(Extracted data entries)
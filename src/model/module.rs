//! Module-info: the set of type-info records delivered at one relative
//! path within a parcel (spec.md §3).

use std::collections::HashMap;
use std::sync::Arc;

use super::type_info::TypeInfo;
use crate::errors::{Result, YamaError};

#[derive(Debug, Clone, Default)]
pub struct ModuleInfo {
    by_name: HashMap<String, Arc<TypeInfo>>,
    by_lid: Vec<Arc<TypeInfo>>,
}

impl ModuleInfo {
    pub fn new() -> Self {
        Self::default()
    }

    /// Registers a type, assigning it the next local ID. Fails on a
    /// duplicate local name.
    pub fn insert(&mut self, mut info: TypeInfo) -> Result<u32> {
        if self.by_name.contains_key(&info.local_name) {
            return Err(YamaError::NameConflict(
                info.local_name.clone(),
                "module".to_string(),
            ));
        }
        let lid = self.by_lid.len() as u32;
        info.lid = lid;
        let arc = Arc::new(info);
        self.by_name.insert(arc.local_name.clone(), arc.clone());
        self.by_lid.push(arc);
        Ok(lid)
    }

    pub fn by_name(&self, name: &str) -> Option<&Arc<TypeInfo>> {
        self.by_name.get(name)
    }

    pub fn by_lid(&self, lid: u32) -> Option<&Arc<TypeInfo>> {
        self.by_lid.get(lid as usize)
    }

    pub fn len(&self) -> usize {
        self.by_lid.len()
    }

    pub fn is_empty(&self) -> bool {
        self.by_lid.is_empty()
    }

    pub fn iter(&self) -> impl Iterator<Item = &Arc<TypeInfo>> {
        self.by_lid.iter()
    }
}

*Instructions for the task*
Where does the word "usize" appear in the records? Copy every line that holds it.

*Answer section*
        self.by_lid.get(lid as usize)
    pub fn len(&self) -> usize {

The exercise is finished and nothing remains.